In the case of the cost list, it contains the cost of revenue loss from changes in sales, incentives, DR system operation, measure, evaluation, marketing, and education. Revenue loss from changes in sales is a cost as the utility company cannot provide power to customers as an amount of DR reduction. Incentive paid cost is cost for utility companies to provide incentives to DR participants as a result of demand reduction. Measurement, evaluation, marketing, and education cost are included in DR operation cost and we assume that these costs are calculated proportionate to the number of DR customers.

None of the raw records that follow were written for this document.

use std::sync::Arc;
use tokio::sync::watch;
use tracing::debug;

/// What the gateway currently knows about its own links
#[derive(Debug, Clone, Copy, Default, PartialEq, Eq)]
pub struct Connectivity {
    pub wifi_up: bool,
    pub broker_connected: bool,
}

impl Connectivity {
    /// Creates the state cell. The writer stays with the supervisor tasks.
    pub(crate) fn channel() -> (ConnectivityWriter, watch::Receiver<Connectivity>) {
        let (tx, rx) = watch::channel(Connectivity::default());
        (ConnectivityWriter(Arc::new(tx)), rx)
    }
}

#[derive(Clone)]
pub(crate) struct ConnectivityWriter(Arc<watch::Sender<Connectivity>>);

impl ConnectivityWriter {
    pub fn set_wifi(&self, up: bool) {
        self.0.send_modify(|state| state.wifi_up = up);
        debug!("Connectivity: wifi_up = {}", up);
    }

    pub fn set_broker(&self, connected: bool) {
        self.0.send_modify(|state| state.broker_connected = connected);
        debug!("Connectivity: broker_connected = {}", connected);
    }

    pub fn subscribe(&self) -> watch::Receiver<Connectivity> {
        self.0.subscribe()
    }
}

4. Load Profile Segmentation for Effective DR Program Operation in Korea

DR options in Korea have mostly been unavailable to residential customers and have been implemented only for commercial and industrial customers. However, utility companies have recently attempted to attract residential customers by changing their policies and opening DR programs to them. The Korea Electric Power Corporation (KEPCO) which is a utility in Korea also conducted a peak-time rebate (PTR) pilot program from November 2017 to February 2018 in 10 events to develop an appropriate residential DR program in Korea [30]. It was performed with about 800 residential customers living in Seoul, Korea. The PTR program was designed based on incentive-based DR to mitigate peak demand by reducing participant demand in accordance with the utility’s notification. After the DR event, the PTR provides incentives based on the amount of demand reduction achieved after participants receive a notification to reduce their demand. It does not have any penalty in the case of the PTR program and can make customers who pay a flat electricity price realize that the electricity price has a time-varying rate system.
Although this PTR program is designed for opt-in customers, targeted enrollment to select residential customers with high DR potential is necessary to improve the benefits of the DR program. Therefore, we analyze residential customer demand data from the PTR pilot program and apply the two-stage clustering methodology discussed in the previous section. From this study, we obtain customer clusters according to load pattern and consumption and select suitable groups for efficient DR operation through an analysis of group characteristics. Finally, we identify the actual demand reduction effect in the case of opt-in operation and targeted enrollment operation by applying residential customer data during an actual PTR event.

4.1. Input Data

This study was conducted using residential demand data. We obtained residential hourly demand data in the Korea Electric Power Cooperation (KEPCO) service area where residents live. This data covered 847 residential customers, all of whom participated in the PTR pilot program. The data covered the period from November 2017 through February 2018, during which time the PTR pilot program operated from mid-January to the end of February. The PTR events occurred throughout nine days from 17:00 to 20:00. The average hourly demand from residential PTR program customers in Seoul, Korea is illustrated in Figure 3.

4.2. Data Preprocessing: Feature Selection

In the data, preprocessing, missing data imputation, deleting invalid data, selecting eligible days, and reducing dimensions are performed to obtain reasonable results. We conducted a feature selection as part of the dimension reduction for DR potential. When we select features, we consider which factor affects to DR reduction as follows:
  • Is the customer living at home and contributing to peak reduction during the DR event?
  • Are there any incentives to reduce their demand due to large usage?
  • Is the large capacity that can be reduced compared to the base load?
Therefore, we selected three features (i.e., daily consumption, peak hour, difference between maximum and minimum demand) from the load profile as principal factors. Deleting features through correlation analysis between these features should be processed. As a result of the correlation analysis, we selected two features (daily consumption and peak hour) for 1st stage clustering based on demand characteristics. The correlation analysis between demand characteristics’ features is illustrated in Figure 4.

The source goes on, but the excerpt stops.